Authors: Rob Hirst, Andy Neill, Dave McCreary, Chris Connolly, Becky Maxwell / Codes: / Published: 01/11/2022
Authors
– Andy neill
– Dave Mccreary
Clinical Question
– Does IV paracetamol actually do much?
Paper title
– Intravenous acetaminophen does not reduce morphine use for pain relief in emergency department patients: A multicenter, randomized, doubleblind, placebocontrolled trial
Author
– Minotti et al AEM 2022
Background
– IV paracetamol has become fairly ubiquitous in the UK and Ireland I think. Its never been the most evidence based intervention and I think we often use it to justify our existence, ie we give a drip of something just so that the patient gets something they could otherwise buy in tesco. There is a bunch of RCT data out there but this trial in particular looked to see if it reduced morphine requirements and by extrapolation was it having a signficant analgesic effect
Methods
– multicentre placebo trial in 2 EDs switzerland. Lots of good EBM points in this trial
– day time hours recruitment which makes it more of a convenience sample but is pain really that different after midnight.
– pain 4 or more (which is quite a lot bar)

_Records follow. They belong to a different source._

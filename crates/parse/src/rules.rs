//! Declarative blacklist for receipt lines.
//!
//! Rules are evaluated highest priority first and the first match wins. A
//! rule either marks a line as definite noise or as *soft* noise, which the
//! classifier may overrule when the line looks like food.

use regex::{Regex, RegexBuilder};
use serde::{Deserialize, Serialize};
use thiserror::Error;

use crate::clean::contains_promo;
use crate::util::{fuzzy_eq, words};

#[derive(Debug, Error)]
pub enum RuleError {
    #[error("Failed to parse rule file: {0}")]
    Toml(#[from] toml::de::Error),
    #[error("Rule '{name}' has an invalid regex: {source}")]
    Regex {
        name: String,
        #[source]
        source: regex::Error,
    },
    #[error("I/O error reading rule file: {0}")]
    Io(#[from] std::io::Error),
}

#[derive(Debug, Clone, Serialize, Deserialize, PartialEq)]
pub struct LineRule {
    pub name: String,
    pub priority: i32,
    #[serde(default)]
    pub pattern: String,
    #[serde(default)]
    pub match_type: RuleMatchType,
    #[serde(default)]
    pub action: RuleAction,
    #[serde(default)]
    pub applies_to: RuleScope,
}

#[derive(Debug, Clone, Serialize, Deserialize, PartialEq, Default)]
#[serde(rename_all = "snake_case")]
pub enum RuleMatchType {
    /// Word-bounded substring of the normalized line.
    #[default]
    Contains,
    /// The line's label (text without amounts) equals the pattern.
    Exact,
    /// Case-insensitive regex against the raw line.
    Regex,
    /// Every pattern word within `max_distance` edits of consecutive line words.
    Fuzzy { max_distance: usize },
    /// The buy-N-get-M promotional grammar; `pattern` is ignored.
    Promo,
}

impl std::str::FromStr for RuleMatchType {
    type Err = String;

    fn from_str(s: &str) -> Result<Self, Self::Err> {
        match s.to_lowercase().as_str() {
            "contains" => Ok(RuleMatchType::Contains),
            "exact" => Ok(RuleMatchType::Exact),
            "regex" => Ok(RuleMatchType::Regex),
            "promo" => Ok(RuleMatchType::Promo),
            s if s.starts_with("fuzzy:") => {
                let max_distance = s[6..]
                    .parse::<usize>()
                    .map_err(|_| "Invalid fuzzy distance".to_string())?;
                Ok(RuleMatchType::Fuzzy { max_distance })
            }
            other => Err(format!("Unknown match type: '{other}'")),
        }
    }
}

#[derive(Debug, Clone, Copy, Serialize, Deserialize, PartialEq, Eq, Default)]
#[serde(rename_all = "snake_case")]
pub enum RuleAction {
    #[default]
    Noise,
    /// Ambiguous term. `plausible_item` terms ("special", "combo") are kept
    /// as items when they are the whole label of a priced line.
    SoftNoise {
        #[serde(default)]
        plausible_item: bool,
    },
}

#[derive(Debug, Clone, Copy, Serialize, Deserialize, PartialEq, Eq, Default)]
#[serde(rename_all = "snake_case")]
pub enum RuleScope {
    Priced,
    Unpriced,
    #[default]
    Any,
}

impl RuleScope {
    fn admits(self, has_price: bool) -> bool {
        match self {
            RuleScope::Priced => has_price,
            RuleScope::Unpriced => !has_price,
            RuleScope::Any => true,
        }
    }
}

#[derive(Debug, Deserialize)]
struct RuleFile {
    #[serde(default)]
    rules: Vec<LineRule>,
}

/// Internal pairing of a rule with its precompiled regex (if applicable).
#[derive(Debug, Clone)]
struct CompiledRule {
    rule: LineRule,
    compiled_regex: Option<Regex>,
    normalized_pattern: String,
}

#[derive(Debug, Clone)]
pub struct LineRuleEngine {
    rules: Vec<CompiledRule>,
}

impl LineRuleEngine {
    pub fn new(rules: Vec<LineRule>) -> Result<Self, RuleError> {
        let mut compiled = rules
            .into_iter()
            .map(compile)
            .collect::<Result<Vec<_>, _>>()?;
        // Highest priority first; the sort is stable so file order breaks ties.
        compiled.sort_by(|a, b| b.rule.priority.cmp(&a.rule.priority));
        Ok(Self { rules: compiled })
    }

    /// The built-in table.
    pub fn with_defaults() -> Self {
        Self::new(default_rules()).expect("invalid regex")
    }

    /// Parse `[[rules]]` tables from TOML.
    pub fn from_toml(toml_content: &str) -> Result<Self, RuleError> {
        Self::new(parse_rule_file(toml_content)?)
    }

    /// Add rules loaded from TOML on top of the current table.
    pub fn merge_toml(self, toml_content: &str) -> Result<Self, RuleError> {
        let mut rules: Vec<LineRule> = self.rules.into_iter().map(|cr| cr.rule).collect();
        rules.extend(parse_rule_file(toml_content)?);
        Self::new(rules)
    }

    pub fn merge_file(self, path: &std::path::Path) -> Result<Self, RuleError> {
        let content = std::fs::read_to_string(path)?;
        self.merge_toml(&content)
    }

    pub fn len(&self) -> usize {
        self.rules.len()
    }

    pub fn is_empty(&self) -> bool {
        self.rules.is_empty()
    }

    /// First rule (by priority) that matches `line`.
    pub fn find_match(&self, line: &str, has_price: bool) -> Option<&LineRule> {
        let normalized = normalize(line);
        let label = label(line);
        self.rules
            .iter()
            .filter(|cr| cr.rule.applies_to.admits(has_price))
            .find(|cr| rule_matches(cr, line, &normalized, &label))
            .map(|cr| &cr.rule)
    }

    /// First definite-noise rule that matches, ignoring soft rules.
    pub fn find_definite(&self, line: &str, has_price: bool) -> Option<&LineRule> {
        let normalized = normalize(line);
        let label = label(line);
        self.rules
            .iter()
            .filter(|cr| cr.rule.action == RuleAction::Noise && cr.rule.applies_to.admits(has_price))
            .find(|cr| rule_matches(cr, line, &normalized, &label))
            .map(|cr| &cr.rule)
    }
}

impl Default for LineRuleEngine {
    fn default() -> Self {
        Self::with_defaults()
    }
}

fn parse_rule_file(toml_content: &str) -> Result<Vec<LineRule>, RuleError> {
    let file: RuleFile = toml::from_str(toml_content)?;
    Ok(file.rules)
}

fn compile(rule: LineRule) -> Result<CompiledRule, RuleError> {
    let compiled_regex = if let RuleMatchType::Regex = &rule.match_type {
        let re = RegexBuilder::new(&rule.pattern)
            .case_insensitive(true)
            .build()
            .map_err(|source| RuleError::Regex { name: rule.name.clone(), source })?;
        Some(re)
    } else {
        None
    };
    let normalized_pattern = normalize(&rule.pattern);
    Ok(CompiledRule { rule, compiled_regex, normalized_pattern })
}

fn rule_matches(cr: &CompiledRule, raw: &str, normalized: &str, label: &str) -> bool {
    let pattern = &cr.normalized_pattern;
    match &cr.rule.match_type {
        RuleMatchType::Contains => {
            !pattern.is_empty() && format!(" {normalized} ").contains(&format!(" {pattern} "))
        }
        RuleMatchType::Exact => label == pattern,
        RuleMatchType::Regex => cr.compiled_regex.as_ref().is_some_and(|re| re.is_match(raw)),
        RuleMatchType::Fuzzy { max_distance } => fuzzy_window(raw, pattern, *max_distance),
        RuleMatchType::Promo => contains_promo(raw),
    }
}

fn fuzzy_window(raw: &str, pattern: &str, max_distance: usize) -> bool {
    let needle: Vec<&str> = pattern.split_whitespace().collect();
    let hay = words(raw);
    if needle.is_empty() || hay.len() < needle.len() {
        return false;
    }
    hay.windows(needle.len()).any(|window| {
        window
            .iter()
            .zip(&needle)
            .all(|(word, canonical)| fuzzy_eq(word, canonical, max_distance))
    })
}

/// Lowercase, punctuation folded to spaces, whitespace collapsed.
/// `Sub-Total:` and `sub total` normalize identically.
pub fn normalize(text: &str) -> String {
    text.to_lowercase()
        .split(|c: char| !(c.is_alphanumeric() || c == '#' || c == '&'))
        .filter(|w| !w.is_empty())
        .collect::<Vec<_>>()
        .join(" ")
}

/// The normalized line with every digit-bearing word removed: what is left
/// when amounts, codes and counts are taken away.
pub fn label(text: &str) -> String {
    normalize(text)
        .split(' ')
        .filter(|w| !w.chars().any(|c| c.is_ascii_digit()))
        .collect::<Vec<_>>()
        .join(" ")
}

// ── Default table ────────────────────────────────────────────────────────────

fn rule(
    name: &str,
    priority: i32,
    pattern: &str,
    match_type: RuleMatchType,
    action: RuleAction,
    applies_to: RuleScope,
) -> LineRule {
    LineRule {
        name: name.to_string(),
        priority,
        pattern: pattern.to_string(),
        match_type,
        action,
        applies_to,
    }
}

fn noise(name: &str, priority: i32, pattern: &str, match_type: RuleMatchType) -> LineRule {
    rule(name, priority, pattern, match_type, RuleAction::Noise, RuleScope::Any)
}

fn noise_unpriced(name: &str, priority: i32, pattern: &str) -> LineRule {
    rule(name, priority, pattern, RuleMatchType::Regex, RuleAction::Noise, RuleScope::Unpriced)
}

fn soft(name: &str, pattern: &str, plausible_item: bool) -> LineRule {
    rule(
        name,
        60,
        pattern,
        RuleMatchType::Contains,
        RuleAction::SoftNoise { plausible_item },
        RuleScope::Any,
    )
}

pub fn default_rules() -> Vec<LineRule> {
    use RuleMatchType::{Contains, Fuzzy, Promo};

    let mut rules = vec![
        // totals
        noise("subtotal", 100, r"\bsub[\s-]?total\b", RuleMatchType::Regex),
        noise("subtotal_ocr", 100, "subtotal", Fuzzy { max_distance: 2 }),
        noise("total", 100, "total", Contains),
        noise("total_ocr", 99, "total", Fuzzy { max_distance: 1 }),
        noise("balance", 100, r"\b(balance|amount\s+due|amount\s+paid|change\s+due)\b", RuleMatchType::Regex),
        // tax and payment
        noise("tax", 95, r"\b(tax|gst|pst|hst|vat|qst|iva|mwst)\b", RuleMatchType::Regex),
        noise(
            "payment",
            95,
            r"\b(cash|credit|debit|visa|mastercard|amex|discover|tender(ed)?|paid|payment|card)\b",
            RuleMatchType::Regex,
        ),
        noise("change", 95, "change", Fuzzy { max_distance: 1 }),
        noise("credit_ocr", 95, "credit", Fuzzy { max_distance: 2 }),
        // promotions and loyalty
        noise("promo", 90, "", Promo),
        noise(
            "loyalty",
            90,
            r"\b(loyalty|points|rewards|savings|saved|discount|coupon|voucher|promotion)\b",
            RuleMatchType::Regex,
        ),
        // receipt metadata
        noise(
            "metadata",
            85,
            r"\b(receipt|invoice|transaction|trans|ref|reference|cashier|clerk|server|register|terminal|ticket|auth|approval|gstin)\b|\bks\s*#|\border\s*(no|number|#)|\b(store|table|guest|check)\s*(no|#)",
            RuleMatchType::Regex,
        ),
        noise(
            "column_header",
            85,
            r"^\s*(s\.?\s*no\.?\s+)?(item|items|description|desc|qty|quantity|particulars)\b[a-z\s.#]*\b(qty|quantity|rate|price|amount|amt|total)\s*$",
            RuleMatchType::Regex,
        ),
        // courtesy lines
        noise(
            "greeting",
            80,
            r"\b(thank|thanks|welcome|visit|come again|survey|feedback|tell us|rate your|have a nice|goodbye)\b",
            RuleMatchType::Regex,
        ),
        noise(
            "service_mode",
            80,
            r"\b(take[\s-]?out|dine[\s-]?in|for here|to go|drive[\s-]?thru|pick[\s-]?up|delivery)\b",
            RuleMatchType::Regex,
        ),
        // shapes
        noise(
            "datetime",
            75,
            r"\b\d{1,2}:\d{2}(:\d{2})?\s*(am|pm)?\b|\b\d{1,4}[/.-]\d{1,2}[/.-]\d{2,4}\b|\b\d{1,2}[\s-](jan|feb|mar|apr|may|jun|jul|aug|sep|oct|nov|dec)[a-z]*\.?[\s-]\d{2,4}\b|\b(jan|feb|mar|apr|may|jun|jul|aug|sep|oct|nov|dec)[a-z]*\.?\s+\d{1,2},?\s+\d{4}\b|\b(date|time)\b",
            RuleMatchType::Regex,
        ),
        noise("phone", 75, r"\(?\b\d{3}\)?[\s.-]?\d{3}[\s.-]\d{4}\b|\b(tel|ph|phone|mobile|fax)\b", RuleMatchType::Regex),
        noise("url", 75, r"\bwww\.|https?://|\.(com|net|org|ca|co\.uk)\b|@[a-z0-9-]+\.", RuleMatchType::Regex),
        noise_unpriced(
            "address",
            75,
            r"^\s*\d+[a-z]?\s+[a-z0-9 .'-]*\b(st|street|ave|avenue|rd|road|blvd|boulevard|dr|drive|ln|lane|way|hwy|highway|pkwy|suite|ste|plaza)\b\.?",
        ),
        // descriptors that only make sense beneath an item
        noise_unpriced(
            "modifier",
            70,
            r"^\s*(add|no|extra|hold|without|with|sub|light|less|more|plain|side of)\b",
        ),
        noise_unpriced(
            "unit_descriptor",
            70,
            r"^\s*[\d.]+\s*(kgs?|g|gr|lbs?|oz|ml|l)\b|\bnet\s*@|^\s*@|^\s*(net|wt|weight|each|ea)\b",
        ),
        noise("digits_only", 65, r"^[\s\d#:.,/*-]+$", RuleMatchType::Regex),
    ];

    for term in [
        "store", "shop", "market", "member", "deal", "offer", "promo", "sale", "order", "fee",
        "tip", "surcharge", "charge", "service", "items", "count", "no", "qty",
    ] {
        rules.push(soft(term, term, false));
    }
    for term in ["special", "combo", "side", "meal"] {
        rules.push(soft(term, term, true));
    }
    rules
}
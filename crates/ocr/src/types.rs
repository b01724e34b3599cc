use larder_core::{LayoutFormat, Receipt, ReceiptWarning};
use serde::{Deserialize, Serialize};

/// What an engine hands back for one image.
#[derive(Debug, Clone, PartialEq)]
pub struct EngineOutput {
    pub text: String,
    /// 0–100.
    pub confidence: f32,
}

/// One engine attempt, tagged with the engine that produced it. Discarded
/// once the orchestrator has picked a winner.
#[derive(Debug, Clone, PartialEq)]
pub struct RawOcrResult {
    pub text: String,
    pub confidence: f32,
    pub engine_id: String,
}

impl RawOcrResult {
    pub fn new(engine_id: &str, output: EngineOutput) -> Self {
        Self {
            text: output.text,
            confidence: output.confidence.clamp(0.0, 100.0),
            engine_id: engine_id.to_string(),
        }
    }
}

/// How the text behind a receipt was obtained.
#[derive(Debug, Clone, Serialize, Deserialize, PartialEq)]
pub struct Diagnostics {
    pub engine_used: String,
    pub confidence: f32,
    pub hybrid_mode_triggered: bool,
    /// OCR-stage warnings; parse-stage ones live on the receipt.
    pub warnings: Vec<ReceiptWarning>,
    pub image_sha256: String,
    pub format: LayoutFormat,
}

#[derive(Debug, Clone, Serialize, Deserialize, PartialEq)]
pub struct ProcessedReceipt {
    pub receipt: Receipt,
    pub diagnostics: Diagnostics,
}
use larder_core::LayoutFormat;
use rust_decimal::Decimal;
use serde::{Deserialize, Serialize};

/// How to read `03/04/2021` when neither field is above 12.
#[derive(Debug, Clone, Copy, Serialize, Deserialize, PartialEq, Eq, Default)]
#[serde(rename_all = "snake_case")]
pub enum DateOrder {
    #[default]
    DayFirst,
    MonthFirst,
}

/// Whether an unpriced line may be appended to the item above it.
#[derive(Debug, Clone, Copy, Serialize, Deserialize, PartialEq, Eq)]
#[serde(default)]
pub struct ContinuationConfig {
    pub flat: bool,
    pub hierarchical: bool,
}

impl Default for ContinuationConfig {
    fn default() -> Self {
        Self { flat: false, hierarchical: true }
    }
}

impl ContinuationConfig {
    pub fn enabled_for(&self, format: LayoutFormat) -> bool {
        match format {
            LayoutFormat::Flat => self.flat,
            LayoutFormat::Hierarchical => self.hierarchical,
        }
    }
}

#[derive(Debug, Clone, Serialize, Deserialize, PartialEq)]
#[serde(default)]
pub struct ParserConfig {
    /// Non-empty lines the format detector looks at.
    pub format_sample_lines: usize,
    /// Leading non-empty lines searched for the merchant name.
    pub merchant_window: usize,
    /// Allowed gap between the items sum and the receipt's own figure.
    pub reconcile_tolerance: Decimal,
    /// Allowed gap between `quantity × price` and a printed line total.
    pub line_total_tolerance: Decimal,
    pub date_order: DateOrder,
    pub continuation: ContinuationConfig,
}

impl Default for ParserConfig {
    fn default() -> Self {
        Self {
            format_sample_lines: 25,
            merchant_window: 6,
            reconcile_tolerance: Decimal::new(5, 2),
            line_total_tolerance: Decimal::new(1, 2),
            date_order: DateOrder::DayFirst,
            continuation: ContinuationConfig::default(),
        }
    }
}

– excluded if pain relief in the preceding 6 hrs
– got morphine 0.1mg/kg (very standard) plus 1g paracetamol IV or a placebo IV
– pain measured every 15 mins following this, got additional morphine if pain still >4 every 15 mins
– primary outcome of morphine used
Results
– 200 patients, mostly tummy and flank pain with some extremity pain too.
– ~12mg morphine in each group to achieve pain relief
Thoughts
– well done study
– hard to argue for any great benfit for paracetamol here when you’re already getting moprhine.
– in reality we often use it to avoid giving an opiate (often for logistics like doctor administration or needing a trolley)
– for those who don’t need an opiate then it may well still have a role but if the gut is working then maybe just give PO?